N.B. JavaScript objects were for the longest time un-specified as to their ordering (which is probably where JSON derived this unordered-ness) however every JS engine implemented property ordering the same way and many programs relied on this ordering. Rather than leaving them as unordered and risking a browser "breaking the web" while technically adhering to the spec, the ES6 edition decided to just go ahead and describe how JS object properties are ordered (http://www.ecma-international.org/ecma-262/6.0/#sec-ordinary-object-internal-methods-and-internal-slots-enumerate & http://www.ecma-international.org/ecma-262/6.0/#sec-ordinary-object-internal-methods-and-internal-slots-ownpropertykeys)

bruce commented 8 years ago

Keep in mind I don't have any problem with ordering -- I just think, as others have mentioned, that calling it out specifically for JSON just sounds incorrect -- I don't think most people would agree that JSON spec is "not quite correct" in calling objects unordered, as so many languages (perhaps the vast majority) consume and generate to/from JSON in an unordered manner. While I think it would be fine for the spec to state ordering should be maintained whenever possible, forcing people to build ordered JSON serializers (specifically) to support what amounts to a very unique GraphQL interpretation of the JSON spec doesn't seem right.

bruce commented 8 years ago

Also, there's a big difference between implicit ordering in a (single language) datastructure and ordering in a data interchange format -- I'm happy the JS implementations agreed and -- notably -- the spec was updated to reflect that, but JSON has a much wider user base.

bruce commented 8 years ago

One quote from ECMA-404: "Programming languages vary widely on whether they support objects, and if so, what characteristics and constraints the objects offer. The models of object systems can be wildly divergent and are continuing to evolve. JSON instead provides a simple notation for expressing collections of name/value pairs. Most programming languages will have some feature for representing such collections, which can go by names like record, struct, dict, map, hash, or object." (This is why I think forcing ordering on JSON is a more complex issue than was the case with JS objects.)

leebyron commented 8 years ago

Thanks, I agree that it definitely sounds weird without any additional clarification. I certainly want to amend the spec to make this more clear.

It's not necessarily that many languages consume and generate JSON in an unordered manner, it's that they're consuming from and generating to data structures which are themselves unordered. I would wager that the JSON generation and consumption themselves are in fact ordered, in every implementation you could find, just because of the nature of parsers and generators being inherently linear processes.

I think a part of what's missing from the spec is this little bit of detail about the backing data structures. It's not just the serialization format that's at play here, it's also the backing data structures in the host language. For example the python implementation of GraphQL first used unordered maps to represent the field responses (before this field ordering language was added to the spec) and it caused confusion. So Syrus changed to using ordered maps and that was a motivation to add the language to the spec. Of course he didn't touch the JSON serializer in python, just the underlying data structure.

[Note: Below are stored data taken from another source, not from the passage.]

//! Shared constants for the generator
//!

use std::sync::LazyLock;
use std::time::Duration;

use image::Rgba;

/// Processing endpoint, relative to the backend base URL.
pub const PROCESS_ENDPOINT: &str = "chat/process";

/// Image generation endpoint, relative to the backend base URL.
pub const GENERATE_IMAGE_ENDPOINT: &str = "chat/generate-image";

/// Query parameter appended to image fetches so caches never serve a stale image.
pub const CACHE_BUST_PARAM: &str = "t";

/// The `status` value a backend envelope uses to signal success.
pub const SUCCESS_STATUS: &str = "success";

/// Default pause between "received response" and "requesting image", in milliseconds.
pub const DEFAULT_PACING_MS: u64 = 500;

/// Pause between "received response" and "requesting image".
pub const PACING_DELAY: Duration = Duration::from_millis(DEFAULT_PACING_MS);

/// How often the home page reloads itself while a run is in flight, in seconds.
pub const PROGRESS_REFRESH_SECONDS: u32 = 1;

/// Prefix of the caption drawn over every generated image.
pub const CAPTION_PREFIX: &str = "Generated for ";

/// Caption font size is this fraction of the image width...
pub const CAPTION_FONT_SCALE: f32 = 0.05;
/// ...but never smaller than this...
pub const CAPTION_MIN_FONT_SIZE: f32 = 20.0;
/// ...nor larger than this.
pub const CAPTION_MAX_FONT_SIZE: f32 = 40.0;

/// Width of the outline drawn around the caption, in pixels.
pub const CAPTION_STROKE_WIDTH: f32 = 4.0;

/// Caption fill, white at 0.8 alpha.
pub const CAPTION_FILL: Rgba<u8> = Rgba([255, 255, 255, 204]);

/// Caption outline, black at 0.8 alpha.
pub const CAPTION_STROKE: Rgba<u8> = Rgba([0, 0, 0, 204]);

/// Font bundled for the caption.
pub const CAPTION_FONT_BYTES: &[u8] = include_bytes!(concat!(
    env!("CARGO_MANIFEST_DIR"),
    "/static/fonts/DejaVuSans-Bold.ttf"
));

/// Language tags shown per panel row.
pub const LANGUAGES_PER_ROW: usize = 3;

/// Tag shown when the profile has no languages.
pub const NO_LANGUAGES_PLACEHOLDER: &str = "No languages found";

/// Filename offered when the artifact is downloaded.
pub const DOWNLOAD_FILENAME: &str = "codebeast.png";

/// Content-Disposition value for artifact downloads.
pub static DOWNLOAD_CONTENT_DISPOSITION: LazyLock<String> =
    LazyLock::new(|| format!("attachment; filename=\"{DOWNLOAD_FILENAME}\""));

/// Social share-intent endpoint.
pub const SHARE_INTENT_URL: &str = "https://twitter.com/intent/tweet";

/// Label on the share action.
pub const SHARE_LABEL: &str = "Share on X";
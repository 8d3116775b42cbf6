//! Config handling

use tracing::log::LevelFilter;

/// Sets up logging based on the debug flag
pub fn setup_logging(debug: bool) -> Result<(), Box<std::io::Error>> {
    let level = if debug {
        LevelFilter::Debug
    } else {
        LevelFilter::Info
    };

    let mut logger = simple_logger::SimpleLogger::new().with_level(level);
    if !debug {
        logger = logger
            .with_module_level("tracing", LevelFilter::Warn)
            .with_module_level("rustls", LevelFilter::Info)
            .with_module_level("hyper_util", LevelFilter::Info)
            .with_module_level("reqwest", LevelFilter::Info)
            .with_module_level("h2", LevelFilter::Info);
    }
    logger.init().map_err(|err| {
        eprintln!("Failed to initialize logger: {}", err);
        Box::new(std::io::Error::other(err))
    })
}
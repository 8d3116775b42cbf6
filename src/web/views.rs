//! Page templates and form bodies.

use std::sync::Arc;

use askama::Template;
use askama_web::WebTemplate;
use serde::Deserialize;

use crate::pipeline::Artifact;
use crate::progress::ProgressSnapshot;

/// Body of `POST /generate`.
#[derive(Deserialize)]
pub(crate) struct GenerateForm {
    pub(crate) message: String,
}

/// The home page: form, progress, and the current artifact if there is one.
#[derive(Template, WebTemplate)]
#[template(path = "home.html")]
pub(crate) struct HomeTemplate {
    pub(crate) progress: ProgressSnapshot,
    pub(crate) artifact: Option<Arc<Artifact>>,
    /// Reload interval used while `progress` is active
    pub(crate) refresh_seconds: u32,
}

leebyron commented 8 years ago

This is why I think forcing ordering on JSON is a more complex issue than was the case with JS objects

Yes definitely. also luckily for us GraphQL limits a little bit of the scope described by that phrasing in ECMA-404. GraphQL doesn't have a KV-Map type, so serialized JSON objects always correspond to a "struct" or "record" type of abstraction. It's still true that the languages on both sides, server and client, may have differing characteristics of the ordering of the properties of structs/records, but GraphQL itself does have ordering in the fields requested in a selection set, which is why we can ask for the requirement if the host server is capable of fulfilling it.

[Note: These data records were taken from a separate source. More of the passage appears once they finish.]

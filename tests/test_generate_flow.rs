//! End-to-end runs against an in-process fake backend.

use std::io::Cursor;
use std::sync::Arc;
use std::sync::atomic::{AtomicUsize, Ordering};
use std::time::Duration;

use axum::Router;
use axum::extract::{Json, Query, State};
use axum::http::{StatusCode, header::CONTENT_TYPE};
use axum::response::IntoResponse;
use codebeast::backend::{GenerationBackend, HttpBackend};
use codebeast::compositor::Compositor;
use codebeast::error::PipelineError;
use codebeast::pipeline::{Display, Outcome, Pipeline, PipelineConfig};
use codebeast::progress::{ProgressBoard, ProgressSnapshot};
use image::{ImageFormat, Rgba, RgbaImage};
use serde_json::{Value, json};
use tokio::sync::RwLock;
use url::Url;

#[derive(Clone, Default)]
struct FakeBackend {
    process_calls: Arc<AtomicUsize>,
    image_calls: Arc<AtomicUsize>,
    fetch_calls: Arc<AtomicUsize>,
    process_reply: Arc<std::sync::Mutex<Option<(StatusCode, Value)>>>,
    serve_garbage: bool,
}

impl FakeBackend {
    fn replying_to_process(self, status: StatusCode, body: Value) -> Self {
        *self.process_reply.lock().unwrap() = Some((status, body));
        self
    }
}

async fn process(State(fake): State<FakeBackend>, Json(body): Json<Value>) -> impl IntoResponse {
    fake.process_calls.fetch_add(1, Ordering::SeqCst);
    let canned = fake.process_reply.lock().unwrap().clone();
    if let Some((status, reply)) = canned {
        return (status, Json(reply));
    }
    let handle = body["message"].as_str().unwrap_or_default().to_string();
    (
        StatusCode::OK,
        Json(json!({
            "status": "success",
            "response": format!("a pixel art beast for {handle}"),
            "github_url": format!("https://github.com/{handle}"),
            "num_repositories": 7,
            "languages": ["Rust", "Go", "Python", "C", "Zig", "Lua", "Nix"],
        })),
    )
}

async fn generate_image(
    State(fake): State<FakeBackend>,
    Json(body): Json<Value>,
) -> Json<Value> {
    fake.image_calls.fetch_add(1, Ordering::SeqCst);
    assert!(body["prompt"].as_str().unwrap().starts_with("a pixel art beast"));
    Json(json!({"status": "success", "image_url": "static/temp/generated.png"}))
}

async fn generated_png(
    State(fake): State<FakeBackend>,
    Query(params): Query<std::collections::HashMap<String, String>>,
) -> impl IntoResponse {
    fake.fetch_calls.fetch_add(1, Ordering::SeqCst);
    assert!(params.contains_key("t"), "image fetch should be cache-busted");
    if fake.serve_garbage {
        return ([(CONTENT_TYPE, "image/png")], b"definitely not a png".to_vec());
    }
    let image = RgbaImage::from_pixel(512, 384, Rgba([40, 90, 160, 255]));
    let mut png = Vec::new();
    image
        .write_to(&mut Cursor::new(&mut png), ImageFormat::Png)
        .unwrap();
    ([(CONTENT_TYPE, "image/png")], png)
}

async fn spawn_backend(fake: FakeBackend) -> Url {
    let app = Router::new()
        .route("/chat/process", axum::routing::post(process))
        .route("/chat/generate-image", axum::routing::post(generate_image))
        .route("/static/temp/generated.png", axum::routing::get(generated_png))
        .with_state(fake);
    let listener = tokio::net::TcpListener::bind("127.0.0.1:0").await.unwrap();
    let addr = listener.local_addr().unwrap();
    tokio::spawn(async move {
        axum::serve(listener, app).await.unwrap();
    });
    Url::parse(&format!("http://{addr}/")).unwrap()
}

fn http_backend(base_url: Url) -> HttpBackend {
    let client = reqwest::Client::builder().no_proxy().build().unwrap();
    HttpBackend::with_client(client, base_url)
}

fn pipeline(base_url: Url) -> Pipeline {
    Pipeline::new(
        Arc::new(http_backend(base_url)),
        Compositor::bundled().unwrap(),
        PipelineConfig {
            pacing: Duration::ZERO,
        },
    )
}

#[tokio::test]
async fn generates_and_saves_png() {
    let fake = FakeBackend::default();
    let base_url = spawn_backend(fake.clone()).await;
    let board = ProgressBoard::new();
    let display = RwLock::new(Display::new());

    let outcome = pipeline(base_url.clone())
        .run("octocat", &board, &display)
        .await
        .expect("run succeeds");
    let Outcome::Rendered(artifact) = outcome else {
        panic!("expected a rendered artifact");
    };

    assert_eq!(artifact.caption, "Generated for octocat");
    assert_eq!(artifact.panel.repo_label, "7 repos");
    assert_eq!(artifact.panel.profile.label, "@octocat");
    let sizes: Vec<usize> = artifact.panel.language_rows.iter().map(Vec::len).collect();
    assert_eq!(sizes, vec![3, 3, 1]);
    let expected_link = format!("{base_url}static/temp/generated.png");
    let encoded: String = url::form_urlencoded::byte_serialize(expected_link.as_bytes()).collect();
    assert!(artifact.panel.share.url.ends_with(&format!("url={encoded}")));

    let dir = tempfile::tempdir().unwrap();
    let path = dir.path().join("codebeast.png");
    std::fs::write(&path, &artifact.png).unwrap();
    let saved = image::open(&path).unwrap();
    assert_eq!((saved.width(), saved.height()), (512, 384));

    let snapshot = board.snapshot().await;
    assert_eq!(snapshot.fraction, 1.0);
    assert!(!snapshot.active);
    assert_eq!(fake.process_calls.load(Ordering::SeqCst), 1);
    assert_eq!(fake.image_calls.load(Ordering::SeqCst), 1);
    assert_eq!(fake.fetch_calls.load(Ordering::SeqCst), 1);
}

#[tokio::test]
async fn processing_http_error_skips_image_endpoint() {
    let fake = FakeBackend::default()
        .replying_to_process(StatusCode::INTERNAL_SERVER_ERROR, json!({"status": "error"}));
    let base_url = spawn_backend(fake.clone()).await;
    let board = ProgressBoard::new();
    let display = RwLock::new(Display::new());

    let result = pipeline(base_url).run("octocat", &board, &display).await;

    assert!(matches!(result, Err(PipelineError::NetworkFailure(_))));
    assert_eq!(fake.process_calls.load(Ordering::SeqCst), 1);
    assert_eq!(fake.image_calls.load(Ordering::SeqCst), 0);
    assert_eq!(board.snapshot().await, ProgressSnapshot::default());
}

#[tokio::test]
async fn processing_failure_envelope_skips_image_endpoint() {
    let fake = FakeBackend::default().replying_to_process(
        StatusCode::OK,
        json!({"status": "error", "error": "Langflow timed out"}),
    );
    let base_url = spawn_backend(fake.clone()).await;
    let display = RwLock::new(Display::new());

    let result = pipeline(base_url)
        .run("octocat", &ProgressBoard::new(), &display)
        .await;

    assert_eq!(
        result.err(),
        Some(PipelineError::ApplicationFailure("Langflow timed out".to_string()))
    );
    assert_eq!(fake.image_calls.load(Ordering::SeqCst), 0);
    assert!(display.read().await.artifact().is_none());
}

#[tokio::test]
async fn undecodable_image_leaves_display_empty() {
    let fake = FakeBackend {
        serve_garbage: true,
        ..FakeBackend::default()
    };
    let base_url = spawn_backend(fake.clone()).await;
    let board = ProgressBoard::new();
    let display = RwLock::new(Display::new());

    let result = pipeline(base_url).run("octocat", &board, &display).await;

    assert!(matches!(result, Err(PipelineError::ImageLoadFailure(_))));
    assert_eq!(fake.fetch_calls.load(Ordering::SeqCst), 1);
    assert_eq!(board.snapshot().await, ProgressSnapshot::default());
    assert!(display.read().await.artifact().is_none());
}

#[tokio::test]
async fn unreachable_backend_is_a_network_failure() {
    let backend = http_backend(Url::parse("http://127.0.0.1:9/").unwrap());
    let result = backend.process("octocat").await;
    assert!(matches!(result, Err(PipelineError::NetworkFailure(_))));
}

bruce commented 8 years ago

That's why this should say something like "implementations should attempt to maintain ordering" instead of calling out JSON specifically as ordered. Sure, it's great the Python implementation did that -- I agree ordering is a nice feature -- and we may certainly do the same from Elixir (by definition, to support ordered serialization formats, the core implementation needs to support ordering). It's largely an issue of language -- this should be a MAY for JSON -- not a SHOULD, and most certainly not a MUST.

leebyron commented 8 years ago

Great feedback!

benwilson512 commented 8 years ago

Nothing about a string of bytes makes it intrinsically one thing or another. Data structures only "exist" in the sense that we write down rules about how we're going to treat those bytes, and write programs that interact with those bytes in that way. Concretely, the JSON spec is the definition of what JSON is, not the bytes that make up an example of JSON.

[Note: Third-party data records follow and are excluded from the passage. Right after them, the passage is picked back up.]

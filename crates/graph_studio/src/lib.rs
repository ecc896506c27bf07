//! Graph authoring workflow for the analysis workspace.
//!
//! Users browse saved graphs, pick uploaded files, arrange them as nodes and
//! edges on an interactive canvas and persist the result through a REST
//! resource. The crate is split into:
//!
//! * [`model`], [`label`]: wire records shared with the backend,
//! * [`client`], [`worker`]: the resource client and the background request runner,
//! * [`wizard`]: the step state machine driving the modal,
//! * [`steps`]: per-step state models and their panels,
//! * [`canvas`]: the node/edge editing surface,
//! * [`app`]: the eframe application shell.

pub mod app;
pub mod canvas;
pub mod client;
pub mod config;
pub mod export;
pub mod label;
pub mod layout;
pub mod modal;
pub mod model;
pub mod settings;
pub mod status;
pub mod steps;
pub mod wizard;
pub mod worker;

mod ui_consts;

pub use app::{GraphStudioApp, APP_NAME};
pub use canvas::{CanvasView, GraphCanvas};
pub use client::{ApiError, CallCounts, GraphApi, HttpGraphClient, InMemoryGraphApi};
pub use config::{Backend, ConfigError, StudioConfig};
pub use label::{resolve_display_text, Label, NodeData, FALLBACK_LABEL};
pub use model::{
    CreateGraphRequest, FileId, FileRef, Graph, GraphEdge, GraphId, GraphListing, GraphNode,
    GraphSummary, Position, Timestamp, UpdateGraphRequest,
};
pub use modal::GraphsModal;
pub use wizard::{GraphsWizard, WizardError, WizardEvent, WizardStep};
pub use worker::{ApiRequest, ApiResponse, ApiWorker, Dispatch, Reply, Ticket};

There's always a plethora of ways to interpret something. [1,2,3] is not equivalent to [2,1,3] if we treat them as lists, but if we treat them as sets they are. If we treat them as text in a github comment they're in different places so they're obviously not the same. It's vital that we agree on the definitions of what things are so that we can interact with them in a consistent, predictable, and reliable way.

The folks who developed the JSON spec have done just that, and it's concerning that we aren't giving due regard for what JSON says about itself. We don't want users of GraphQL making up extra rules about how to interpret a GraphQL document and we shouldn't do the same with JSON.

leebyron commented 8 years ago

The folks who developed the JSON spec have done just that, and it's concerning that we aren't giving due regard for what JSON says about itself. We don't want users of GraphQL making up extra rules about how to interpret a GraphQL document and we shouldn't do the same with JSON.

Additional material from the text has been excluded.